基礎疾患のない健康な方であれば自然治癒が期待できますし、治療薬を使用しなくても通常は1週間ほどで軽快するでしょう。とはいえ、インフルエンザは風邪とは違って重症化しやすい疾患です。気になる症状があれば、無理をせずに病院を受診することをおすすめします。


タミフルで異常行動が起こる? 発症して48時間過ぎると効果はない? 薬の副作用について

――インフルエンザの治療薬は、発症から48時間以内に使用しなければ効果がないというのは本当でしょうか?

早期にインフルエンザの治療を開始することで、症状の出る期間が短縮されます。発症から48時間以内に治療薬を服用すると、通常は発熱する期間が1~2日間ほど短くなり、体内から排出されるウイルスの量も減少するといわれています。一方で、発症後48時間が過ぎてから使用した場合、十分な効果は期待できません。
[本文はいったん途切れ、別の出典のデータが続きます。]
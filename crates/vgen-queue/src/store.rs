//! Queue store and session traits.

use std::time::Duration;

use async_trait::async_trait;
use chrono::{DateTime, Utc};

use vgen_models::{GenerationRequest, JobId};

use crate::entry::QueueEntry;
use crate::error::QueueResult;

/// Hands out short-lived sessions against the durable queue.
#[async_trait]
pub trait QueueStore: Send + Sync {
    /// Open a session. Callers drop it before doing any long-running work.
    async fn session(&self) -> QueueResult<Box<dyn QueueSession>>;
}

/// Exclusive, short-lived access to the queue.
#[async_trait]
pub trait QueueSession: Send {
    async fn enqueue(&mut self, request: GenerationRequest) -> QueueResult<QueueEntry>;

    async fn get(&mut self, entry_id: &str) -> QueueResult<Option<QueueEntry>>;

    /// Pending entries whose backoff has elapsed, oldest first.
    async fn fetch_pending(&mut self, limit: usize) -> QueueResult<Vec<QueueEntry>>;

    /// Claim a pending entry for `job_id`. Returns `false` when the entry is
    /// no longer pending (claimed elsewhere or finished).
    async fn mark_dispatched(&mut self, entry_id: &str, job_id: &JobId) -> QueueResult<bool>;

    async fn heartbeat(&mut self, entry_id: &str) -> QueueResult<()>;

    async fn mark_completed(&mut self, entry_id: &str) -> QueueResult<()>;

    async fn mark_failed(&mut self, entry_id: &str, error: &str) -> QueueResult<()>;

    /// Put a dispatched entry back to pending with `retry_count + 1`,
    /// available again after `delay`.
    async fn requeue(&mut self, entry_id: &str, error: &str, delay: Duration) -> QueueResult<()>;

    /// Dispatched entries with no sign of life since `cutoff`.
    async fn stale_dispatched(&mut self, cutoff: DateTime<Utc>) -> QueueResult<Vec<QueueEntry>>;
}

/// `now + delay`, saturating on overflow.
pub(crate) fn after(delay: Duration) -> DateTime<Utc> {
    let delay = chrono::Duration::from_std(delay).unwrap_or(chrono::Duration::MAX);
    Utc::now()
        .checked_add_signed(delay)
        .unwrap_or(DateTime::<Utc>::MAX_UTC)
}
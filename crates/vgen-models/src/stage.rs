//! Pipeline stages and per-stage attempt records.

use chrono::{DateTime, Utc};
use schemars::JsonSchema;
use serde::{Deserialize, Serialize};
use std::fmt;

use crate::provider::Capability;

/// One step of the generation pipeline. Stages run in declaration order.
#[derive(Debug, Clone, Copy, PartialEq, Eq, Hash, Serialize, Deserialize, JsonSchema)]
#[serde(rename_all = "snake_case")]
pub enum Stage {
    Script,
    Voice,
    Visuals,
    Render,
}

impl Stage {
    pub const ALL: [Stage; 4] = [Stage::Script, Stage::Voice, Stage::Visuals, Stage::Render];

    pub fn as_str(&self) -> &'static str {
        match self {
            Stage::Script => "script",
            Stage::Voice => "voice",
            Stage::Visuals => "visuals",
            Stage::Render => "render",
        }
    }

    /// Provider capability serving this stage. Render is served by the
    /// export service, not by a provider.
    pub fn capability(&self) -> Option<Capability> {
        match self {
            Stage::Script => Some(Capability::Script),
            Stage::Voice => Some(Capability::Voice),
            Stage::Visuals => Some(Capability::Visual),
            Stage::Render => None,
        }
    }

    /// Overall progress range `[start, end)` covered by this stage.
    pub fn progress_range(&self) -> (u8, u8) {
        match self {
            Stage::Script => (0, 25),
            Stage::Voice => (25, 50),
            Stage::Visuals => (50, 75),
            Stage::Render => (75, 100),
        }
    }

    /// Map a stage-local percentage onto the overall job percentage.
    pub fn scale(&self, local_percent: f64) -> u8 {
        let (start, end) = self.progress_range();
        let local = local_percent.clamp(0.0, 100.0) / 100.0;
        (start as f64 + (end - start) as f64 * local).round() as u8
    }
}

impl fmt::Display for Stage {
    fn fmt(&self, f: &mut fmt::Formatter<'_>) -> fmt::Result {
        f.write_str(self.as_str())
    }
}

/// Outcome of one stage attempt.
#[derive(Debug, Clone, Copy, PartialEq, Eq, Serialize, Deserialize, JsonSchema)]
#[serde(rename_all = "snake_case")]
pub enum StageOutcome {
    Completed,
    Failed,
}

/// Record of one stage attempt against one provider.
#[derive(Debug, Clone, PartialEq, Serialize, Deserialize, JsonSchema)]
pub struct StageRecord {
    pub stage: Stage,
    #[serde(skip_serializing_if = "Option::is_none")]
    pub provider: Option<String>,
    pub outcome: StageOutcome,
    pub message: String,
    pub at: DateTime<Utc>,
}

impl StageRecord {
    pub fn new(
        stage: Stage,
        provider: impl Into<String>,
        outcome: StageOutcome,
        message: impl Into<String>,
    ) -> Self {
        Self {
            stage,
            provider: Some(provider.into()),
            outcome,
            message: message.into(),
            at: Utc::now(),
        }
    }

    /// Record for a stage that has no provider (render, or selection failure).
    pub fn without_provider(stage: Stage, outcome: StageOutcome, message: impl Into<String>) -> Self {
        Self {
            stage,
            provider: None,
            outcome,
            message: message.into(),
            at: Utc::now(),
        }
    }
}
――発症前に予防的に治療薬を使用することもあるのでしょうか?

高齢者のほか、慢性の呼吸器疾患や心疾患、糖尿病などの代謝性疾患、腎機能障害がある方で、同居している方がインフルエンザを発症した場合、48時間以内(理想は36時間以内)にタミフルやリレンザ、イナビル、ゾフルーザを使用することで予防効果が期待できます。予防を目的とするため、公的医療保険の適用外で自費診療となります。

インフルエンザ治療薬の予防投与ができる方は限られており、医師の判断も必要です。希望する場合は、まずはかかりつけの病院で相談してみましょう。
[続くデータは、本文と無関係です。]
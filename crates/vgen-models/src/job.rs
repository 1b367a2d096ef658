//! Generation job definitions and lifecycle state machine.

use chrono::{DateTime, Utc};
use schemars::JsonSchema;
use serde::{Deserialize, Serialize};
use std::fmt;
use uuid::Uuid;

use crate::error::{ModelError, ModelResult};
use crate::stage::{Stage, StageRecord};

/// Unique identifier for a job.
#[derive(Debug, Clone, PartialEq, Eq, Hash, PartialOrd, Ord, Serialize, Deserialize, JsonSchema)]
#[serde(transparent)]
pub struct JobId(pub String);

impl JobId {
    /// Generate a new random job ID.
    pub fn new() -> Self {
        Self(Uuid::new_v4().to_string())
    }

    /// Create from an existing string.
    pub fn from_string(s: impl Into<String>) -> Self {
        Self(s.into())
    }

    /// Get the inner string.
    pub fn as_str(&self) -> &str {
        &self.0
    }
}

impl Default for JobId {
    fn default() -> Self {
        Self::new()
    }
}

impl fmt::Display for JobId {
    fn fmt(&self, f: &mut fmt::Formatter<'_>) -> fmt::Result {
        write!(f, "{}", self.0)
    }
}

/// Job lifecycle state.
///
/// `Queued -> Running -> {Completed | Failed | Cancelled}`. The three
/// right-hand states are terminal. A queued job may also be cancelled or
/// failed before it ever runs.
#[derive(Debug, Clone, Copy, PartialEq, Eq, Hash, Serialize, Deserialize, JsonSchema, Default)]
#[serde(rename_all = "snake_case")]
pub enum JobState {
    #[default]
    Queued,
    Running,
    Completed,
    Failed,
    Cancelled,
}

impl JobState {
    pub fn as_str(&self) -> &'static str {
        match self {
            JobState::Queued => "queued",
            JobState::Running => "running",
            JobState::Completed => "completed",
            JobState::Failed => "failed",
            JobState::Cancelled => "cancelled",
        }
    }

    pub fn is_terminal(&self) -> bool {
        matches!(
            self,
            JobState::Completed | JobState::Failed | JobState::Cancelled
        )
    }

    /// Whether `self -> next` is an edge of the state machine.
    pub fn can_transition_to(&self, next: JobState) -> bool {
        match (self, next) {
            (JobState::Queued, JobState::Running)
            | (JobState::Queued, JobState::Failed)
            | (JobState::Queued, JobState::Cancelled) => true,
            (JobState::Running, JobState::Completed)
            | (JobState::Running, JobState::Failed)
            | (JobState::Running, JobState::Cancelled) => true,
            _ => false,
        }
    }
}

impl fmt::Display for JobState {
    fn fmt(&self, f: &mut fmt::Formatter<'_>) -> fmt::Result {
        f.write_str(self.as_str())
    }
}

/// A generation job tracked by the runner.
#[derive(Debug, Clone, Serialize, Deserialize, JsonSchema)]
pub struct Job {
    /// Unique job ID
    pub id: JobId,

    /// Cross-system tracing identifier
    pub correlation_id: String,

    /// Current lifecycle state
    #[serde(default)]
    pub state: JobState,

    /// Progress (0-100)
    #[serde(default)]
    pub progress: u8,

    /// Stage currently executing
    #[serde(skip_serializing_if = "Option::is_none")]
    pub current_stage: Option<Stage>,

    /// Ordered record of completed/failed stage attempts
    #[serde(default)]
    pub stages: Vec<StageRecord>,

    /// Final rendered artifact
    #[serde(skip_serializing_if = "Option::is_none")]
    pub output_path: Option<String>,

    /// Error message (if failed)
    #[serde(skip_serializing_if = "Option::is_none")]
    pub error_message: Option<String>,

    /// Creation timestamp
    pub created_at: DateTime<Utc>,

    /// Last update timestamp
    pub updated_at: DateTime<Utc>,

    /// Started at timestamp
    #[serde(skip_serializing_if = "Option::is_none")]
    pub started_at: Option<DateTime<Utc>>,

    /// Completed at timestamp (set on any terminal state)
    #[serde(skip_serializing_if = "Option::is_none")]
    pub completed_at: Option<DateTime<Utc>>,
}

impl Job {
    /// Create a new queued job.
    pub fn new(correlation_id: impl Into<String>) -> Self {
        let now = Utc::now();
        Self {
            id: JobId::new(),
            correlation_id: correlation_id.into(),
            state: JobState::Queued,
            progress: 0,
            current_stage: None,
            stages: Vec::new(),
            output_path: None,
            error_message: None,
            created_at: now,
            updated_at: now,
            started_at: None,
            completed_at: None,
        }
    }

    pub fn is_terminal(&self) -> bool {
        self.state.is_terminal()
    }

    fn transition(&mut self, next: JobState) -> ModelResult<()> {
        if !self.state.can_transition_to(next) {
            return Err(ModelError::InvalidTransition {
                from: self.state,
                to: next,
            });
        }
        let now = Utc::now();
        self.state = next;
        self.updated_at = now;
        if next.is_terminal() {
            self.completed_at = Some(now);
            self.current_stage = None;
        }
        Ok(())
    }

    /// Move a queued job to running.
    pub fn start(&mut self) -> ModelResult<()> {
        self.transition(JobState::Running)?;
        self.started_at = Some(self.updated_at);
        Ok(())
    }

    /// Mark the job as completed with its output artifact.
    pub fn complete(&mut self, output_path: impl Into<String>) -> ModelResult<()> {
        let output_path = output_path.into();
        if output_path.trim().is_empty() {
            return Err(ModelError::validation(
                "completed job requires a non-empty output path",
            ));
        }
        self.transition(JobState::Completed)?;
        self.progress = 100;
        self.output_path = Some(output_path);
        Ok(())
    }

    /// Mark the job as failed.
    pub fn fail(&mut self, error: impl Into<String>) -> ModelResult<()> {
        self.transition(JobState::Failed)?;
        self.error_message = Some(error.into());
        Ok(())
    }

    /// Mark the job as cancelled.
    pub fn cancel(&mut self) -> ModelResult<()> {
        self.transition(JobState::Cancelled)
    }

    /// Update progress. Progress never moves backwards.
    pub fn set_progress(&mut self, stage: Option<Stage>, progress: u8) {
        self.progress = self.progress.max(progress.min(100));
        if stage.is_some() {
            self.current_stage = stage;
        }
        self.updated_at = Utc::now();
    }

    /// Append a stage attempt to the job record.
    pub fn record_stage(&mut self, record: StageRecord) {
        self.stages.push(record);
        self.updated_at = Utc::now();
    }
}

#[cfg(test)]
mod tests {
    use super::*;
    use crate::stage::StageOutcome;
    use tokio_test::{assert_err, assert_ok};

    #[test]
    fn test_job_state_transitions() {
        let mut job = Job::new("corr-1");
        assert_eq!(job.state, JobState::Queued);

        assert_ok!(job.start());
        assert_eq!(job.state, JobState::Running);
        assert!(job.started_at.is_some());

        assert_ok!(job.complete("/tmp/out.mp4"));
        assert_eq!(job.state, JobState::Completed);
        assert_eq!(job.progress, 100);
        assert!(job.completed_at.is_some());
    }

    #[test]
    fn test_terminal_states_are_final() {
        for terminal in [JobState::Completed, JobState::Failed, JobState::Cancelled] {
            for next in [
                JobState::Queued,
                JobState::Running,
                JobState::Completed,
                JobState::Failed,
                JobState::Cancelled,
            ] {
                assert!(!terminal.can_transition_to(next), "{terminal} -> {next}");
            }
        }
    }

    #[test]
    fn test_cannot_leave_cancelled() {
        let mut job = Job::new("corr-1");
        job.start().unwrap();
        job.cancel().unwrap();

        let err = job.fail("late failure").unwrap_err();
        assert_eq!(
            err,
            ModelError::InvalidTransition {
                from: JobState::Cancelled,
                to: JobState::Failed
            }
        );
        assert_eq!(job.state, JobState::Cancelled);
        assert!(job.error_message.is_none());
    }

    #[test]
    fn test_complete_requires_output() {
        let mut job = Job::new("corr-1");
        assert_ok!(job.start());
        assert_err!(job.complete("  "));
        assert_eq!(job.state, JobState::Running);
    }

    #[test]
    fn test_progress_is_monotonic_and_clamped() {
        let mut job = Job::new("corr-1");
        job.set_progress(Some(Stage::Voice), 40);
        job.set_progress(None, 20);
        assert_eq!(job.progress, 40);
        assert_eq!(job.current_stage, Some(Stage::Voice));

        job.set_progress(None, 250);
        assert_eq!(job.progress, 100);
    }

    #[test]
    fn test_stage_records_keep_order() {
        let mut job = Job::new("corr-1");
        job.record_stage(StageRecord::new(Stage::Script, "ollama", StageOutcome::Failed, "timeout"));
        job.record_stage(StageRecord::new(Stage::Script, "template", StageOutcome::Completed, "ok"));
        let providers: Vec<_> = job.stages.iter().map(|s| s.provider.as_deref()).collect();
        assert_eq!(providers, vec![Some("ollama"), Some("template")]);
    }
}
――治療薬の副作用についてはいかがですか? タミフル服用後に異常行動が見られたとの話も耳にします。

吐き気や口内炎、下痢、頭痛など、さまざまな副作用が報告されています。気になることがあれば、医師や薬剤師に相談してみてください。

インフルエンザ治療薬と異常行動との因果関係は明らかになっていません。インフルエンザにかかった場合、治療薬を使用していなくても異常行動があらわれることが報告されています。また、薬の種類に関係なく、異常行動の出現が確認されています。薬の種類や使用の有無にかかわらず、注意する必要があるでしょう。
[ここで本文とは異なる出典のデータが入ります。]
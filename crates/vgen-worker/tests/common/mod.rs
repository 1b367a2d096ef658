//! Shared fakes for worker integration tests.

#![allow(dead_code)]

use std::path::PathBuf;
use std::sync::atomic::{AtomicUsize, Ordering};
use std::sync::Arc;
use std::time::Duration;

use async_trait::async_trait;
use tempfile::TempDir;

use vgen_media::{MediaResult, ProcessSpec, RenderContext, Renderer};
use vgen_models::{Capability, ExportRequest, GenerationRequest, ProviderTier};
use vgen_providers::{
    ProbeOutcome, Provider, ProviderError, ProviderResult, ProviderSet, Scene, Script,
    ScriptProvider, StageContext, VisualAsset, VisualProvider, VoiceProvider, VoiceTrack,
};
use vgen_worker::{Orchestrator, WorkerConfig};

/// How a fake provider behaves when asked for work.
#[derive(Debug, Clone)]
pub enum Behavior {
    Succeed,
    /// Probe reports the provider as down
    Down,
    /// Work fails with an error that allows fallback
    Fail,
    /// Work fails with a transient error
    Flaky,
    /// Work spawns `n` long `sleep` processes and waits on them
    SpawnSleeps(usize),
    /// Work takes this long before succeeding
    Slow(Duration),
    /// Work runs a shell that writes this marker file when sent SIGTERM
    TrapTerm(PathBuf),
}

/// A provider that can stand in for any capability.
pub struct FakeProvider {
    name: String,
    capability: Capability,
    tier: ProviderTier,
    behavior: Behavior,
    calls: AtomicUsize,
}

impl FakeProvider {
    pub fn new(name: &str, capability: Capability, tier: ProviderTier, behavior: Behavior) -> Arc<Self> {
        Arc::new(Self {
            name: name.to_string(),
            capability,
            tier,
            behavior,
            calls: AtomicUsize::new(0),
        })
    }

    pub fn calls(&self) -> usize {
        self.calls.load(Ordering::SeqCst)
    }

    async fn work(&self, ctx: &StageContext) -> ProviderResult<()> {
        self.calls.fetch_add(1, Ordering::SeqCst);
        match &self.behavior {
            Behavior::Succeed | Behavior::Down => Ok(()),
            Behavior::Fail => Err(ProviderError::invalid_response(&self.name, "boom")),
            Behavior::Flaky => Err(ProviderError::transient(&self.name, "connection reset")),
            Behavior::Slow(delay) => {
                tokio::select! {
                    _ = ctx.cancel.cancelled() => Err(ProviderError::Cancelled),
                    _ = tokio::time::sleep(*delay) => Ok(()),
                }
            }
            Behavior::SpawnSleeps(n) => {
                let runs = (0..*n).map(|i| {
                    let spec = ProcessSpec::new("sleep")
                        .arg("30")
                        .name(format!("{}-sleep-{}", self.name, i));
                    let ctx = ctx.clone();
                    async move { ctx.processes.run(&spec, &ctx.job_id, &ctx.cancel).await }
                });
                for result in futures_util::future::join_all(runs).await {
                    result?;
                }
                Ok(())
            }
            Behavior::TrapTerm(marker) => {
                let spec = ProcessSpec::new("sh")
                    .arg("-c")
                    .arg("trap 'sleep 0.2; touch \"$0\"; exit 0' TERM; while :; do sleep 0.05; done")
                    .arg(marker.display().to_string())
                    .name(format!("{}-trap", self.name));
                ctx.processes.run(&spec, &ctx.job_id, &ctx.cancel).await?;
                Ok(())
            }
        }
    }
}

#[async_trait]
impl Provider for FakeProvider {
    fn name(&self) -> &str {
        &self.name
    }

    fn capability(&self) -> Capability {
        self.capability
    }

    fn tier(&self) -> ProviderTier {
        self.tier
    }

    async fn probe(&self) -> ProbeOutcome {
        match self.behavior {
            Behavior::Down => ProbeOutcome::down("not installed"),
            _ => ProbeOutcome::up(),
        }
    }
}

#[async_trait]
impl ScriptProvider for FakeProvider {
    async fn generate_script(
        &self,
        request: &GenerationRequest,
        ctx: &StageContext,
    ) -> ProviderResult<Script> {
        self.work(ctx).await?;
        Ok(Script {
            title: request.brief.clone(),
            scenes: (0..2)
                .map(|index| Scene {
                    index,
                    narration: format!("Scene {} about {}", index, request.brief),
                    visual_prompt: format!("picture {}", index),
                    duration_secs: 3.0,
                })
                .collect(),
        })
    }
}

#[async_trait]
impl VoiceProvider for FakeProvider {
    async fn synthesize(&self, _script: &Script, ctx: &StageContext) -> ProviderResult<VoiceTrack> {
        self.work(ctx).await?;
        Ok(VoiceTrack {
            path: ctx.work_dir.join("voice.wav"),
            duration_secs: 6.0,
        })
    }
}

#[async_trait]
impl VisualProvider for FakeProvider {
    async fn generate_visuals(
        &self,
        script: &Script,
        ctx: &StageContext,
    ) -> ProviderResult<Vec<VisualAsset>> {
        self.work(ctx).await?;
        Ok(script
            .scenes
            .iter()
            .map(|scene| VisualAsset {
                scene_index: scene.index,
                path: ctx.work_dir.join(format!("scene-{:03}.png", scene.index)),
            })
            .collect())
    }
}

/// Renderer that reports a little progress and returns the requested path.
pub struct FakeRenderer {
    pub delay: Duration,
    pub fail: bool,
}

impl FakeRenderer {
    pub fn instant() -> Arc<Self> {
        Arc::new(Self {
            delay: Duration::ZERO,
            fail: false,
        })
    }

    pub fn failing() -> Arc<Self> {
        Arc::new(Self {
            delay: Duration::ZERO,
            fail: true,
        })
    }

    pub fn slow(delay: Duration) -> Arc<Self> {
        Arc::new(Self { delay, fail: false })
    }
}

#[async_trait]
impl Renderer for FakeRenderer {
    async fn render(&self, request: &ExportRequest, ctx: &RenderContext) -> MediaResult<PathBuf> {
        (ctx.on_progress)(40.0);
        if !self.delay.is_zero() {
            tokio::select! {
                _ = ctx.cancel.cancelled() => return Err(vgen_media::MediaError::Cancelled),
                _ = tokio::time::sleep(self.delay) => {}
            }
        }
        if self.fail {
            return Err(vgen_media::MediaError::internal("encoder exploded"));
        }
        (ctx.on_progress)(100.0);
        Ok(PathBuf::from(&request.output_path))
    }
}

pub fn script_ok() -> Arc<FakeProvider> {
    FakeProvider::new("script-ok", Capability::Script, ProviderTier::Free, Behavior::Succeed)
}

pub fn voice_ok() -> Arc<FakeProvider> {
    FakeProvider::new("voice-ok", Capability::Voice, ProviderTier::Free, Behavior::Succeed)
}

pub fn visual_ok() -> Arc<FakeProvider> {
    FakeProvider::new("visual-ok", Capability::Visual, ProviderTier::Free, Behavior::Succeed)
}

/// A provider set where every stage has one healthy free-tier provider.
pub fn healthy_providers() -> ProviderSet {
    ProviderSet::new()
        .with_script(script_ok())
        .with_voice(voice_ok())
        .with_visual(visual_ok())
}

/// Config rooted in a temp dir with fast polling.
pub fn test_config(dir: &TempDir) -> WorkerConfig {
    WorkerConfig {
        work_dir: dir.path().join("work"),
        output_dir: dir.path().join("output"),
        kill_grace_period: Duration::from_millis(500),
        poll_interval: Duration::from_millis(20),
        maintenance_interval: Duration::from_millis(50),
        shutdown_timeout: Duration::from_secs(5),
        ..WorkerConfig::default()
    }
}

pub fn orchestrator(dir: &TempDir, providers: ProviderSet) -> Orchestrator {
    Orchestrator::builder(test_config(dir))
        .providers(providers)
        .renderer(FakeRenderer::instant())
        .build()
}

pub fn request(brief: &str) -> GenerationRequest {
    GenerationRequest::new(brief, 30)
}
//! Tracked subprocess records.

use chrono::{DateTime, Utc};
use schemars::JsonSchema;
use serde::{Deserialize, Serialize};

use crate::job::JobId;

/// An OS process spawned on behalf of a job.
#[derive(Debug, Clone, PartialEq, Eq, Serialize, Deserialize, JsonSchema)]
pub struct TrackedProcess {
    /// OS process identifier
    pub pid: u32,
    /// Human-readable name (e.g. "ffmpeg", "piper")
    pub name: String,
    /// Owning job
    pub job_id: JobId,
    pub started_at: DateTime<Utc>,
}

impl TrackedProcess {
    pub fn new(pid: u32, name: impl Into<String>, job_id: JobId) -> Self {
        Self {
            pid,
            name: name.into(),
            job_id,
            started_at: Utc::now(),
        }
    }
}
出典:厚生労働省「異常行動による転落等の事故を防ぐためのお願い(患者さん・ご家族・周囲の方々へ」


インフルエンザを予防するポイントは?



――インフルエンザはどのようにしてうつるのでしょうか?

インフルエンザの感染経路は、飛沫感染と接触感染です。飛沫感染では、感染者の咳やくしゃみが飛散し、その飛沫に含まれるウイルスを吸い込むことでうつります。接触感染では、感染者がつばや鼻水がついた手で触れたドアノブなどを介して、健康な方の手にウイルスが付着し、その手で口や鼻、目などの粘膜に接触することで感染します。

――インフルエンザの予防法について教えてください。

インフルエンザが流行する前に予防接種を受け、流行期には人混みを避けることが大切です。インフルエンザワクチンを接種すれば必ず発症を防げるわけではありませんが、接種しなかったグループよりも発症の確率が抑えられることが明らかになっていますし、ワクチンには重症化を防ぐ効果があります。また、不織布マスクを着用して、外から帰ったら手洗いやうがいをすることにも、一定の効果を期待できるでしょう。

インフルエンザウイルスは気温や湿度が低い場所を好みますので、暖房器具や加湿器を上手に利用して室内の温度や湿度を管理することも、感染予防につながります。治療薬の予防的な使用も、必要に合わせて検討するとよいでしょう。

――自分自身の感染を防ぐと同時に、周囲への感染を防ぐことも大切ですね。

そうですね。たとえ自分に重症化のリスクがなかったとしても、自らが感染源となって、リスクの高い方にうつす可能性も考えられます。お伝えした予防策で、なるべく感染しないように気を付けつつ、感染してしまったら周囲にうつさないようにする。そうやって、社会全体でインフルエンザウイルスの感染拡大を防ぐことがとても重要だと思います。